Just alike in many countries companies fillings, including for SMEs, are available to everyone.
It's very convenient before you start contracting for someone to see if they look like a legit business and to see if they do any kind of volume (and are in the business since a few years).
For the last 2.5 years, we've used a popular service called Zendesk to store, organize, and answer emails to Tumblr Support. We've learned that a security breach at Zendesk has affected Tumblr and two other companies. We are sending this notification to all email addresses that we believe may have been affected by this breach.

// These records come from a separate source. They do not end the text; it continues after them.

//! Test utilities crate
//!
//! Shared test infrastructure for the marketplace test suite.
//!
//! # Modules
//!
//! - `fixtures`: pre-built test data for common entities
//! - `builders`: builder patterns for test data construction
//! - `assertions`: assertion helpers for the domain error taxonomy

pub mod assertions;
pub mod builders;
pub mod fixtures;

pub use assertions::*;
pub use builders::*;
pub use fixtures::*;
//! Dispute aggregate and arbitration hook

use chrono::{DateTime, Utc};
use core_kernel::{DisputeId, DocumentRef, PartyId, TradeError};
use serde::{Deserialize, Serialize};

#[derive(Debug, Clone, Copy, PartialEq, Eq, Hash, Serialize, Deserialize)]
#[serde(rename_all = "snake_case")]
pub enum DisputeStatus {
    Open,
    Resolved,
}

impl std::fmt::Display for DisputeStatus {
    fn fmt(&self, f: &mut std::fmt::Formatter<'_>) -> std::fmt::Result {
        f.write_str(match self {
            Self::Open => "open",
            Self::Resolved => "resolved",
        })
    }
}

/// A dispute raised against a trade document.
///
/// While a dispute is open the referenced document is frozen and all of
/// its lifecycle transitions fail with a conflict.
#[derive(Debug, Clone, Serialize, Deserialize)]
pub struct Dispute {
    pub id: DisputeId,
    /// Document the dispute freezes
    pub document: DocumentRef,
    pub raised_by: PartyId,
    pub reason: String,
    pub status: DisputeStatus,
    pub resolution: Option<String>,
    pub resolved_by: Option<PartyId>,
    /// Version for optimistic concurrency
    pub version: u32,
    pub created_at: DateTime<Utc>,
    pub updated_at: DateTime<Utc>,
}

impl Dispute {
    pub fn open(document: DocumentRef, raised_by: PartyId, reason: String) -> Self {
        let now = Utc::now();
        Self {
            id: DisputeId::new_v7(),
            document,
            raised_by,
            reason,
            status: DisputeStatus::Open,
            resolution: None,
            resolved_by: None,
            version: 1,
            created_at: now,
            updated_at: now,
        }
    }

    pub fn is_open(&self) -> bool {
        self.status == DisputeStatus::Open
    }

    /// `open` -> `resolved`. Resolution unfreezes the document.
    pub fn resolve(&mut self, arbitrator: PartyId, resolution: String) -> Result<(), TradeError> {
        if self.status != DisputeStatus::Open {
            return Err(TradeError::invalid_state("resolve dispute", self.status));
        }
        self.status = DisputeStatus::Resolved;
        self.resolution = Some(resolution);
        self.resolved_by = Some(arbitrator);
        self.updated_at = Utc::now();
        Ok(())
    }
}

#[cfg(test)]
mod tests {
    use super::*;
    use core_kernel::DpoId;

    fn open_dispute() -> Dispute {
        Dispute::open(
            DocumentRef::Order(DpoId::new_v7()),
            PartyId::new_v7(),
            "short shipment, 3 pallets missing".into(),
        )
    }

    #[test]
    fn new_dispute_is_open() {
        let dispute = open_dispute();
        assert!(dispute.is_open());
        assert_eq!(dispute.version, 1);
        assert!(dispute.resolution.is_none());
    }

    #[test]
    fn resolution_records_arbitrator_and_outcome() {
        let mut dispute = open_dispute();
        let arbitrator = PartyId::new_v7();

        dispute
            .resolve(arbitrator, "partial refund agreed".into())
            .unwrap();

        assert!(!dispute.is_open());
        assert_eq!(dispute.resolved_by, Some(arbitrator));
        assert_eq!(dispute.resolution.as_deref(), Some("partial refund agreed"));
    }

    #[test]
    fn resolving_twice_fails() {
        let mut dispute = open_dispute();
        dispute.resolve(PartyId::new_v7(), "settled".into()).unwrap();

        let err = dispute
            .resolve(PartyId::new_v7(), "settled again".into())
            .unwrap_err();
        match err {
            TradeError::InvalidState { current, .. } => assert_eq!(current, "resolved"),
            other => panic!("unexpected error: {other}"),
        }
    }
}
//! Access domain ports

use async_trait::async_trait;

use core_kernel::{DomainPort, PartyId, PortError, RoleId};

use crate::role::{Role, RoleAssignment, RoleCode};

/// Port for role records and user assignments
///
/// Implementations must enforce the version precondition on `update_role`:
/// a mismatch between `expected_version` and the stored record fails with
/// `PortError::Conflict` without writing.
#[async_trait]
pub trait RoleStore: DomainPort {
    /// Retrieves a role by id
    async fn get_role(&self, id: RoleId) -> Result<Role, PortError>;

    /// Finds the role record carrying a code
    async fn find_by_code(&self, code: RoleCode) -> Result<Option<Role>, PortError>;

    /// Lists all role records
    async fn list_roles(&self) -> Result<Vec<Role>, PortError>;

    /// Inserts a new role record
    async fn insert_role(&self, role: Role) -> Result<(), PortError>;

    /// Replaces a role record, guarded by the version precondition
    async fn update_role(&self, expected_version: u32, role: Role) -> Result<Role, PortError>;

    /// Deletes a role record
    async fn delete_role(&self, id: RoleId) -> Result<(), PortError>;

    /// Returns a user's current assignment, if any
    async fn get_assignment(&self, user_id: PartyId) -> Result<Option<RoleAssignment>, PortError>;

    /// Overwrites a user's assignment (destructive, single-valued)
    async fn set_assignment(&self, assignment: RoleAssignment) -> Result<(), PortError>;
}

This has potentially exposed records of subject lines and, in some cases, email addresses of messages sent to Tumblr Support. While much of this information is innocuous, please take some time today to consider the following:
The subject lines of your emails to Tumblr Support may have included the address of your blog which could potentially allow your blog to be unwillingly associated with your email address. Any other information included in the subject lines of emails you’ve sent to Tumblr Support may be exposed. We recommend you review any correspondence you've addressed to support@tumblr.com, abuse@tumblr.com, dmca@tumblr.com, legal@tumblr.com, enquiries@tumblr.com, or lawenforcement@tumblr.com. Tumblr will never ask you for your password by email. Emails are easy to fake, and you should be suspicious of unexpected emails you receive.
Your safety is our highest priority. We're working with law enforcement and Zendesk to better understand this attack. Please monitor your email and Tumblr accounts for suspicious behavior, and notify us immediately if you have any concerns.